EXERCISE PROMPT:
Begin at the first line below and copy each line exactly, ending with the line where "pub enum EngineError" appears.
——
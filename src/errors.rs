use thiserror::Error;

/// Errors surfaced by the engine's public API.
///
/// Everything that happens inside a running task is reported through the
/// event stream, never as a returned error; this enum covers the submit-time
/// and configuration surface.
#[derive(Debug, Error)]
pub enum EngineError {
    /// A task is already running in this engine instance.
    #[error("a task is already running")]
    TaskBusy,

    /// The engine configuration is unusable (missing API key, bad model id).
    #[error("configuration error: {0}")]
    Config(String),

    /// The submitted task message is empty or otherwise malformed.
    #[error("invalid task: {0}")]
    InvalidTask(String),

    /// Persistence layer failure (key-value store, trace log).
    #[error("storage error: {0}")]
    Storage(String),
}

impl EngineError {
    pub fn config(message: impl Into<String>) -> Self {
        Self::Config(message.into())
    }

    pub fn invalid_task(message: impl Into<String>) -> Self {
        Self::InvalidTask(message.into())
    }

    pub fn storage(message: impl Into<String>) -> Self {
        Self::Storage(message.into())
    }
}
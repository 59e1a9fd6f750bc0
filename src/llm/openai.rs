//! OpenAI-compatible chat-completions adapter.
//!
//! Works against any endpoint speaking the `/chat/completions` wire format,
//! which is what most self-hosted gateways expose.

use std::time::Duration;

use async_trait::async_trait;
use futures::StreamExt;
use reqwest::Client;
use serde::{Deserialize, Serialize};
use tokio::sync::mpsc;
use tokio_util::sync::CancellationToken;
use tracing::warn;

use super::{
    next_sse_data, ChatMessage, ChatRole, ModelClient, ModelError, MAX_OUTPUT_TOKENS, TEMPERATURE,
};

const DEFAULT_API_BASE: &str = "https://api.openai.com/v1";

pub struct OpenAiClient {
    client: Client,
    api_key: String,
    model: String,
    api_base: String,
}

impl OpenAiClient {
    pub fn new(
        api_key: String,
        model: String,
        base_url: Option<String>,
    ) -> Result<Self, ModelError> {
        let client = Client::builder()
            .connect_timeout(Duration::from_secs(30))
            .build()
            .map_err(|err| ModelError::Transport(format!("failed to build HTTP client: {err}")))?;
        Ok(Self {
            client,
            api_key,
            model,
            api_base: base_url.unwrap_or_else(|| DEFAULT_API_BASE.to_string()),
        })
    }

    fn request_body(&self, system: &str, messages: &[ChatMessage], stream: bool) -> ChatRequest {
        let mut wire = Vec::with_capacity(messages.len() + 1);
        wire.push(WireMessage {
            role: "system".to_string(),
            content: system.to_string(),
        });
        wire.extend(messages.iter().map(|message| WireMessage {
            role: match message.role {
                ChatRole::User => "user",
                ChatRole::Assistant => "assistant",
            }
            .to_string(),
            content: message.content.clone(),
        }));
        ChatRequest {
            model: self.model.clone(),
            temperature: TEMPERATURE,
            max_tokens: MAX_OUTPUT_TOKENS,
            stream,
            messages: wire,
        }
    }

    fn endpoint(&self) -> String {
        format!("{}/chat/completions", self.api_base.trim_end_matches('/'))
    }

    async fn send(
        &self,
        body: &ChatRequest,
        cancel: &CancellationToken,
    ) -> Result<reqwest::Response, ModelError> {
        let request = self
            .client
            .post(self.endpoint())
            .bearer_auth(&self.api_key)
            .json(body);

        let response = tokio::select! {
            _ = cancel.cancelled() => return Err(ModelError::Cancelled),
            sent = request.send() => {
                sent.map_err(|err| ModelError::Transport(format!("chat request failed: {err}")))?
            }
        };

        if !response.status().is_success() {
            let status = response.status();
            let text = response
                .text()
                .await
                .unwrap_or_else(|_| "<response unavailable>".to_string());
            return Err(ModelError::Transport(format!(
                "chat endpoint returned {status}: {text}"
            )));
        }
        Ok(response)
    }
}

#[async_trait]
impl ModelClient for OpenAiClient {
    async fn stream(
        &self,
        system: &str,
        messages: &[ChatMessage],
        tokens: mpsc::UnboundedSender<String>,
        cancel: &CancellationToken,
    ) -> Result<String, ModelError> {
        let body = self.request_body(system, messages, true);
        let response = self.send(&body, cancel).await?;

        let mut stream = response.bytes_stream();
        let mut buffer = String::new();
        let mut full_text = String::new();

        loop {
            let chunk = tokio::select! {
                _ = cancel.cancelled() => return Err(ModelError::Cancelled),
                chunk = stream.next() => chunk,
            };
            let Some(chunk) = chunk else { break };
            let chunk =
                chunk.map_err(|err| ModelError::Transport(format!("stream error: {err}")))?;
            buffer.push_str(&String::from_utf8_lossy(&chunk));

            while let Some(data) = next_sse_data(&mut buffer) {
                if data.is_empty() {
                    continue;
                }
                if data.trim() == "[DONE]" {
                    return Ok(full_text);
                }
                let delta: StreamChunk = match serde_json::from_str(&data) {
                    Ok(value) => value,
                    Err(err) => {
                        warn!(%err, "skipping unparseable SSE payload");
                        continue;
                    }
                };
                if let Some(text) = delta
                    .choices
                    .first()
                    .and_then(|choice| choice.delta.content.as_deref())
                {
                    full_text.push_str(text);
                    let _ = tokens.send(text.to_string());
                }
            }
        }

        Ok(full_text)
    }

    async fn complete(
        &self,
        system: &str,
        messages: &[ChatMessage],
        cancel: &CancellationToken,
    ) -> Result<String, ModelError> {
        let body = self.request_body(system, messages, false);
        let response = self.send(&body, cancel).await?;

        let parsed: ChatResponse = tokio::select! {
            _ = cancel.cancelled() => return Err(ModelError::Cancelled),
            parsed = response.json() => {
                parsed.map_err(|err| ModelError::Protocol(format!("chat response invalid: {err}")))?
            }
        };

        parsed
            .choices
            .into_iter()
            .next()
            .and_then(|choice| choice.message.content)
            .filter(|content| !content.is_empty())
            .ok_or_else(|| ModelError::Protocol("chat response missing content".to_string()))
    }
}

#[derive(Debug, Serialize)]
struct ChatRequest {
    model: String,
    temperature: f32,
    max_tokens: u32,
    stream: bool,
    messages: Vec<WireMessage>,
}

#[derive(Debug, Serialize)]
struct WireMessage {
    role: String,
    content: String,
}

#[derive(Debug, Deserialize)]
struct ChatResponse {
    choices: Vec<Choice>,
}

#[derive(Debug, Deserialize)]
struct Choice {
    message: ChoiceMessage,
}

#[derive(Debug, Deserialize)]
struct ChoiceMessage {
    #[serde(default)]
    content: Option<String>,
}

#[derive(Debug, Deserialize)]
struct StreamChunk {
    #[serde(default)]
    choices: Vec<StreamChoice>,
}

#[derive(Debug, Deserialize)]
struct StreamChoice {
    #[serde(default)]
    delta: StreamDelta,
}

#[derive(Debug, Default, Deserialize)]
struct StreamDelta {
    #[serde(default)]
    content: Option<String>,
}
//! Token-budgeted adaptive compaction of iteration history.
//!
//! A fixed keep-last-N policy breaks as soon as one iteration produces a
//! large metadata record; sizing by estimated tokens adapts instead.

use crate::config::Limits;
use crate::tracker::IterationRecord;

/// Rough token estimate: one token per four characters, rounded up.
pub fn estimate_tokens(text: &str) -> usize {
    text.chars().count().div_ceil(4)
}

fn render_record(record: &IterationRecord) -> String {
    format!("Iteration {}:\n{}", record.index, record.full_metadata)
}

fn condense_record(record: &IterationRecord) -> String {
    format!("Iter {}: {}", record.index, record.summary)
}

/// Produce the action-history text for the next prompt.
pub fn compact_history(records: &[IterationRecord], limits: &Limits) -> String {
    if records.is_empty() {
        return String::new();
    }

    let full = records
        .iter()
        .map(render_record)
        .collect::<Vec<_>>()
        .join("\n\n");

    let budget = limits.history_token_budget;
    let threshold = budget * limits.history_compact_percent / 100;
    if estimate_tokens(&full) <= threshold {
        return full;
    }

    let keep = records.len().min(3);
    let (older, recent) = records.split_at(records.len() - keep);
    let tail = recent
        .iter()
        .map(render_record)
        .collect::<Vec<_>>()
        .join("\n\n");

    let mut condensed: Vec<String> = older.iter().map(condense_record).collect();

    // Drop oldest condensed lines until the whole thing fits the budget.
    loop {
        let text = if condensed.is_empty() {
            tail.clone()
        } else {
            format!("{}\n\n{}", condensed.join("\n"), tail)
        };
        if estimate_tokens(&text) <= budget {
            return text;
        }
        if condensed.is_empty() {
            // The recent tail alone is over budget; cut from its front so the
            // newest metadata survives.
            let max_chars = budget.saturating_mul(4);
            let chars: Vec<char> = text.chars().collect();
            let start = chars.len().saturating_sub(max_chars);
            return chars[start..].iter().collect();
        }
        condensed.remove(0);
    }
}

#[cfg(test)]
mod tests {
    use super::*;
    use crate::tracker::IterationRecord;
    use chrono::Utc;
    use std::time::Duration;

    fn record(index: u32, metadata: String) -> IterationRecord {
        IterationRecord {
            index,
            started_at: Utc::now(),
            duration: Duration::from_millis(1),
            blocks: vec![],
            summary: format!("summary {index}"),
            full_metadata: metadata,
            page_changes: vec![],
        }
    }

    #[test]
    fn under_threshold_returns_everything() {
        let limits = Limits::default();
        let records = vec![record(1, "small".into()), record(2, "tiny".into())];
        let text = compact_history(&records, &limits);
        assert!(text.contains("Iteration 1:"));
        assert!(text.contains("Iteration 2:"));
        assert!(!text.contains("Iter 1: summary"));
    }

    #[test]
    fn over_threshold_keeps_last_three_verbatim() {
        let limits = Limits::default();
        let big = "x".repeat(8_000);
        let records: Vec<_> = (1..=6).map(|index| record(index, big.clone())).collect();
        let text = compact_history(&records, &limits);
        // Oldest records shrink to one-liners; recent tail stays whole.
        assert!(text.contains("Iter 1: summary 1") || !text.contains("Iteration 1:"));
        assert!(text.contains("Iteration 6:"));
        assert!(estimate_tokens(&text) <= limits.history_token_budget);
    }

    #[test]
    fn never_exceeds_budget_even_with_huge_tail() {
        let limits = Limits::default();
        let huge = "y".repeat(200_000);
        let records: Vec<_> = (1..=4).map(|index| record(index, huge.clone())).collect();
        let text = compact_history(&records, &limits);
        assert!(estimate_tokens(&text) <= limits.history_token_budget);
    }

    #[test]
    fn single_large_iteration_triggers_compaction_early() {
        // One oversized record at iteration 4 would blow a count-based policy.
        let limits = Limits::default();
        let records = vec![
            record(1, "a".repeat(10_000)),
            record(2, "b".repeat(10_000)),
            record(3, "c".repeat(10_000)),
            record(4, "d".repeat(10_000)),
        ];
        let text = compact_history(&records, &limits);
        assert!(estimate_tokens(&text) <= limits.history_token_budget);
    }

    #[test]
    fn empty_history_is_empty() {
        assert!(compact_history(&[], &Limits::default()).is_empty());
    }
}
——
RESULT:
filename src/errors.rs
use thiserror::Error;

/// Errors surfaced by the engine's public API.
///
/// Everything that happens inside a running task is reported through the
/// event stream, never as a returned error; this enum covers the submit-time
/// and configuration surface.
#[derive(Debug, Error)]
pub enum EngineError {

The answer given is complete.